Estas denominaciones fueron inventadas para proteger al productor y para ayudar al consumidor, para asegurarle que está comprando lo que desea. Esto es, que con independencia del nombre comercial, la botella con alguna de las siglas de denominación de origen controlada (DOC), protegida (DOP), controlada y garantizada (DOCG) o en su versión francesa más famosa, appellation d’origine contrôlée (AOC), proclama tres garantías:
1. Que se ha producido en un área geográfica específica con uvas autóctonas.
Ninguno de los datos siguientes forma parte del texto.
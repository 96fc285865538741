use std::collections::HashMap;
use std::sync::Arc;

use async_trait::async_trait;
use chrono::Utc;

use crate::error::Result;
use crate::model::{ApprovalStatus, ExecutionResult, RecommendedAction};
use crate::policy;
use crate::providers::InfraProvider;

/// Carries out approved actions sequentially, stopping at the first failure.
/// Implementations must re-check executor safety themselves; the gate's
/// verdict is not trusted at execution time.
#[async_trait]
pub trait ActionExecutor: Send + Sync {
    async fn execute(
        &self,
        approval: ApprovalStatus,
        actions: &[RecommendedAction],
        resource_tags: &HashMap<String, HashMap<String, String>>,
    ) -> Result<Vec<ExecutionResult>>;
}

/// Executor with explicit pre/post snapshots and no hidden side effects. The
/// actual infrastructure mutation is left to deployment-specific impls; this
/// one records what would have been done, which is what local runs and tests
/// need.
pub struct DeterministicExecutor {
    infra: Arc<dyn InfraProvider>,
}

impl DeterministicExecutor {
    pub fn new(infra: Arc<dyn InfraProvider>) -> Self {
        Self { infra }
    }

    async fn snapshot(
        &self,
        action: &RecommendedAction,
    ) -> Result<HashMap<String, serde_json::Value>> {
        if action.target_resource.is_empty() {
            return Ok(HashMap::new());
        }
        let tags = self.infra.resource_tags(&action.target_resource).await?;
        Ok(HashMap::from([(
            "tags".to_string(),
            serde_json::to_value(tags)?,
        )]))
    }
}

#[async_trait]
impl ActionExecutor for DeterministicExecutor {
    async fn execute(
        &self,
        approval: ApprovalStatus,
        actions: &[RecommendedAction],
        resource_tags: &HashMap<String, HashMap<String, String>>,
    ) -> Result<Vec<ExecutionResult>> {
        policy::enforce_executor_safety(approval, actions, resource_tags)?;

        let mut results = Vec::new();

        for action in actions {
            let pre = self.snapshot(action).await?;
            let success = true;
            let details = format!(
                "executed {} on {}",
                action.action_type, action.target_resource
            );
            let post = pre.clone();

            tracing::info!(
                action_id = %action.action_id,
                action_type = %action.action_type,
                target = %action.target_resource,
                "Executed action"
            );

            results.push(ExecutionResult {
                action_id: action.action_id.clone(),
                executed_at: Utc::now(),
                success,
                details,
                rollback_available: true,
                pre_action_snapshot: pre,
                post_action_snapshot: post,
            });

            if !success {
                break;
            }
        }

        Ok(results)
    }
}
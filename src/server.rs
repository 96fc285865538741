use std::sync::Arc;

use axum::routing::{get, post};
use axum::Router;
use tower_http::trace::TraceLayer;

use crate::analysis::DeterministicAnalyst;
use crate::api::handlers;
use crate::config::{AppConfig, ProviderMode};
use crate::error::{AppError, Result};
use crate::executor::DeterministicExecutor;
use crate::policy::PolicyEngine;
use crate::providers::kubecost::KubeCostClient;
use crate::providers::stub::{StubCostProvider, StubInfraProvider, StubKubeCostProvider};
use crate::providers::{CostProvider, InfraProvider, KubeCostProvider, TimeWindow};
use crate::verifier::CostVerifier;
use crate::workflow::{Collaborators, FileRunStore, LogApprovalChannel, RunStore, WorkflowEngine};

pub struct AppState {
    pub config: AppConfig,
    pub engine: Arc<WorkflowEngine>,
}

impl AppState {
    pub fn new(config: AppConfig) -> Result<Self> {
        let store = Arc::new(FileRunStore::new(&config.store.base_dir));
        let engine = Self::build_engine(&config, store)?;
        Ok(Self { config, engine })
    }

    /// Wire an engine from configuration: providers selected by mode, policy
    /// thresholds, and the given run store.
    pub fn build_engine(
        config: &AppConfig,
        store: Arc<dyn RunStore>,
    ) -> Result<Arc<WorkflowEngine>> {
        let cost: Arc<dyn CostProvider> =
            Arc::new(StubCostProvider::new(&config.providers.fixtures_dir));
        let infra: Arc<dyn InfraProvider> =
            Arc::new(StubInfraProvider::new(&config.providers.fixtures_dir));

        let kubecost: Option<Arc<dyn KubeCostProvider>> = match config.providers.mode {
            ProviderMode::Stub => Some(Arc::new(StubKubeCostProvider::new(
                &config.providers.fixtures_dir,
            ))),
            ProviderMode::Kubecost => {
                let base_url = config.providers.kubecost_base_url.as_ref().ok_or_else(|| {
                    AppError::Config(
                        "providers.kubecost_base_url is required in kubecost mode".to_string(),
                    )
                })?;
                Some(Arc::new(KubeCostClient::new(base_url.as_str())))
            }
        };

        let collab = Collaborators {
            cost: Arc::clone(&cost),
            infra: Arc::clone(&infra),
            kubecost,
            proposer: Arc::new(DeterministicAnalyst::new(Arc::clone(&cost))),
            executor: Arc::new(DeterministicExecutor::new(Arc::clone(&infra))),
            verifier: Arc::new(CostVerifier::new(Arc::clone(&cost))),
            approvals: Arc::new(LogApprovalChannel),
        };

        let policy = PolicyEngine::new(
            config.policy.auto_approve_max_risk,
            config.policy.deny_min_risk,
        );
        let window = TimeWindow::new(
            config.analysis.window_start.clone(),
            config.analysis.window_end.clone(),
        );

        Ok(Arc::new(WorkflowEngine::new(collab, policy, store, window)))
    }
}

pub fn create_router(state: Arc<AppState>) -> Router {
    Router::new()
        .route(
            "/api/v1/workflows",
            post(handlers::start_workflow).get(handlers::list_workflows),
        )
        .route("/api/v1/workflows/:id", get(handlers::get_workflow))
        .route("/api/v1/workflows/:id/approve", post(handlers::approve_workflow))
        .route("/api/v1/workflows/:id/deny", post(handlers::deny_workflow))
        .route("/health", get(handlers::health_check))
        .layer(TraceLayer::new_for_http())
        .with_state(state)
}
pub mod kubecost;
pub mod stub;

use std::collections::HashMap;

use async_trait::async_trait;
use serde::{Deserialize, Serialize};

use crate::error::Result;

/// Time window evidence queries are keyed by, as `YYYY-MM-DD` bounds.
#[derive(Debug, Clone, Serialize, Deserialize)]
pub struct TimeWindow {
    pub start: String,
    pub end: String,
}

impl TimeWindow {
    pub fn new(start: impl Into<String>, end: impl Into<String>) -> Self {
        Self {
            start: start.into(),
            end: end.into(),
        }
    }
}

#[derive(Debug, Clone, Default, Serialize, Deserialize)]
pub struct CostPoint {
    pub date: String,
    pub amount: f64,
}

/// Daily cost series plus the observed post-remediation savings the verifier
/// reads (zero when no reduction has been measured yet).
#[derive(Debug, Clone, Default, Serialize, Deserialize)]
pub struct CostTimeseries {
    #[serde(default)]
    pub points: Vec<CostPoint>,
    #[serde(default)]
    pub observed_savings_daily: f64,
}

/// One itemized billing record.
#[derive(Debug, Clone, Default, Serialize, Deserialize)]
pub struct BillingLineItem {
    #[serde(default)]
    pub line_item_type: String,
    #[serde(default)]
    pub unblended_cost: f64,
    #[serde(default)]
    pub usage_type: String,
    #[serde(default)]
    pub product_name: String,
    #[serde(default)]
    pub product_code: String,
}

/// Commitment (reserved-instance or savings-plan) coverage for a window.
#[derive(Debug, Clone, Default, Serialize, Deserialize)]
pub struct CommitmentCoverage {
    #[serde(default)]
    pub coverage_percent: f64,
    #[serde(default)]
    pub coverage_delta: f64,
}

/// Commitment utilization for a window.
#[derive(Debug, Clone, Default, Serialize, Deserialize)]
pub struct CommitmentUtilization {
    #[serde(default)]
    pub utilization_percent: f64,
}

#[derive(Debug, Clone, Default, Serialize, Deserialize)]
pub struct DeployEvent {
    #[serde(default)]
    pub id: String,
    #[serde(default)]
    pub service: String,
    #[serde(default)]
    pub deployed_at: String,
}

/// Generic metric snapshot: a baseline value and the current value.
#[derive(Debug, Clone, Default, Serialize, Deserialize)]
pub struct MetricSnapshot {
    #[serde(default)]
    pub baseline: f64,
    #[serde(default)]
    pub current: f64,
}

/// Per-namespace cost allocation with its delta against the prior window.
#[derive(Debug, Clone, Default, Serialize, Deserialize)]
pub struct NamespaceAllocation {
    #[serde(default)]
    pub total_cost: f64,
    #[serde(default)]
    pub delta: f64,
}

/// Cost/billing evidence. All queries are read-only; absence of data is
/// returned as empty/zero, never as an error, so the triage cascade can fall
/// through.
#[async_trait]
pub trait CostProvider: Send + Sync {
    /// Daily cost series for a service/account over a window.
    async fn cost_timeseries(
        &self,
        service: &str,
        account_id: &str,
        window: &TimeWindow,
    ) -> Result<CostTimeseries>;

    /// Itemized billing records, optionally filtered to a service.
    async fn billing_line_items(
        &self,
        account_id: &str,
        window: &TimeWindow,
        service: Option<&str>,
    ) -> Result<Vec<BillingLineItem>>;

    /// Reserved-instance coverage over the window.
    async fn ri_coverage(&self, account_id: &str, window: &TimeWindow)
        -> Result<CommitmentCoverage>;

    /// Reserved-instance utilization over the window.
    async fn ri_utilization(
        &self,
        account_id: &str,
        window: &TimeWindow,
    ) -> Result<CommitmentUtilization>;

    /// Savings-plan coverage over the window.
    async fn sp_coverage(&self, account_id: &str, window: &TimeWindow)
        -> Result<CommitmentCoverage>;

    /// Savings-plan utilization over the window.
    async fn sp_utilization(
        &self,
        account_id: &str,
        window: &TimeWindow,
    ) -> Result<CommitmentUtilization>;
}

/// Infrastructure evidence: deploy history, metrics, resource tags.
#[async_trait]
pub trait InfraProvider: Send + Sync {
    /// Deploys for a service within the lookback window.
    async fn recent_deploys(&self, service: &str, lookback_hours: u32) -> Result<Vec<DeployEvent>>;

    /// Baseline/current snapshot of a named metric.
    async fn metric_snapshot(&self, resource_id: &str, metric_name: &str)
        -> Result<MetricSnapshot>;

    /// Tags on a resource, empty if the resource is unknown.
    async fn resource_tags(&self, resource_id: &str) -> Result<HashMap<String, String>>;
}

/// Optional Kubernetes cost allocation evidence.
#[async_trait]
pub trait KubeCostProvider: Send + Sync {
    /// Cost per namespace with deltas against the prior window.
    async fn namespace_allocation(&self, window: &str)
        -> Result<HashMap<String, NamespaceAllocation>>;
}
use std::collections::HashMap;
use std::sync::Arc;

use async_trait::async_trait;

use crate::error::Result;
use crate::model::{
    ActionRiskLevel, AnalysisResult, CostAnomaly, RecommendedAction, TriageResult,
};
use crate::providers::{CostProvider, TimeWindow};

/// Proposes remediation actions for a triaged anomaly. Implementations may be
/// deterministic or model-driven; either way the policy engine decides what
/// actually runs.
#[async_trait]
pub trait ActionProposer: Send + Sync {
    async fn propose(
        &self,
        anomaly: &CostAnomaly,
        triage: Option<&TriageResult>,
        window: &TimeWindow,
    ) -> Result<AnalysisResult>;
}

/// Deterministic analyst: reviews billing evidence and proposes only safe,
/// reversible actions. Narrative generation stays out of scope here; the
/// narrative field records what was reviewed.
pub struct DeterministicAnalyst {
    cost: Arc<dyn CostProvider>,
}

impl DeterministicAnalyst {
    pub fn new(cost: Arc<dyn CostProvider>) -> Self {
        Self { cost }
    }
}

#[async_trait]
impl ActionProposer for DeterministicAnalyst {
    async fn propose(
        &self,
        anomaly: &CostAnomaly,
        _triage: Option<&TriageResult>,
        window: &TimeWindow,
    ) -> Result<AnalysisResult> {
        let items = self
            .cost
            .billing_line_items(&anomaly.account_id, window, Some(anomaly.service.as_str()))
            .await?;
        let utilization = self.cost.ri_utilization(&anomaly.account_id, window).await?;

        let narrative = format!(
            "{} billing line items reviewed for {} {}..{} (ri utilization {:.0}%); further attribution required",
            items.len(),
            anomaly.service,
            window.start,
            window.end,
            utilization.utilization_percent,
        );

        // safe default: a budget alert to catch recurrence, low risk
        let actions = vec![RecommendedAction {
            action_id: crate::model::short_id(),
            description: format!(
                "create/update budget alert for {} to catch recurrence",
                anomaly.service
            ),
            action_type: "create_budget_alert".to_string(),
            risk_level: ActionRiskLevel::Low,
            estimated_savings_monthly: 0.0,
            target_resource: format!("budget:{}:{}", anomaly.service, anomaly.account_id),
            parameters: HashMap::from([
                ("amount".to_string(), serde_json::json!(0.0)),
                ("threshold_percent".to_string(), serde_json::json!(20.0)),
            ]),
            rollback_procedure: "disable alert / delete budget rule".to_string(),
        }];

        Ok(AnalysisResult {
            root_cause_narrative: narrative,
            affected_resources: Vec::new(),
            recommended_actions: actions,
            estimated_monthly_savings: 0.0,
            confidence: 0.4,
        })
    }
}
use async_trait::async_trait;
use serde::{Deserialize, Serialize};

use crate::error::Result;
use crate::model::RecommendedAction;

/// Outbound payload emitted when a run suspends at the approval gate.
#[derive(Debug, Clone, Serialize, Deserialize)]
pub struct ApprovalRequest {
    pub workflow_id: String,
    pub summary: String,
    pub actions: Vec<RecommendedAction>,
}

/// Inbound human decision, keyed by `workflow_id` out of band.
#[derive(Debug, Clone, Serialize, Deserialize)]
pub struct ApprovalDecision {
    pub approve: bool,
    pub by: String,
}

/// Out-of-band channel that carries approval requests to a human. The run is
/// already durably suspended before the request is sent; delivery failures
/// leave it resumable.
#[async_trait]
pub trait ApprovalChannel: Send + Sync {
    async fn request_approval(&self, request: &ApprovalRequest) -> Result<()>;
}

/// Channel that surfaces approval requests in the service log. Production
/// deployments replace this with a chat or ticketing integration.
pub struct LogApprovalChannel;

#[async_trait]
impl ApprovalChannel for LogApprovalChannel {
    async fn request_approval(&self, request: &ApprovalRequest) -> Result<()> {
        tracing::info!(
            workflow_id = %request.workflow_id,
            summary = %request.summary,
            actions = request.actions.len(),
            "Awaiting human approval"
        );
        Ok(())
    }
}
2. Que el proceso de elaboración y envejecimiento corresponde también al de esa zona.
3. Y que el vino se hizo según el modo tradicional de la identidad geográfica, siguiendo una serie de normas claramente definidas.
La primera denominación de origen del vino fue la del vino de Oporto en 1756. La de Burdeos en 1858, país donde en 1925 el Roquefort se convirtió en el primer queso en obtener una etiqueta de AOC.
“¡Qué maravilla! Eso es lo que uno como comprador quiere”, dice usted. Y entonces –agárrese–, más tarde que temprano, descubre la otra cara de la luna.
La sopa de letras de las siglas sirve y no sirve. No todos los caminos conducen a Roma. Buscando un monumento, en lugar del Vaticano puede terminar frente a la Torre Eiffel.
Pasa eso porque si bien las DO sirven mucho, a veces son también un corsé. Impiden movimientos naturales, no acompañan los cambios del gusto moderno. Dan una falsa sensación de figura esbelta.
El Nuevo Mundo en vinos (Estados Unidos, Australia, Nueva Zelanda, Sudáfrica, China, Chile, Argentina) considera que las leyes que rigen sobre denominaciones de origen en la Unión Europea no son ley para ellos. Por eso, se copian de nombres, estilos, botellas y etiquetas.
El resultado es la banalización y el engaño de la globalidad. La uniformización del gusto, el empobrecimiento de la diversidad y la equiparación por abajo.
¿Qué necesita el consumidor en la etiqueta? Denominación de origen que garantice la autenticidad. Vino verdadero, sin fundamentalismos como esos que reparten en las etiquetas, nombres con promesas de paraíso, como San Pedro adjudicando cupos en el cielo: “natural, bio, ecológico”. Como recordara Raymond Piccot recientemente: “Sin la mano del hombre, el destino final del vino no es ser vino. Es convertirse en vinagre”.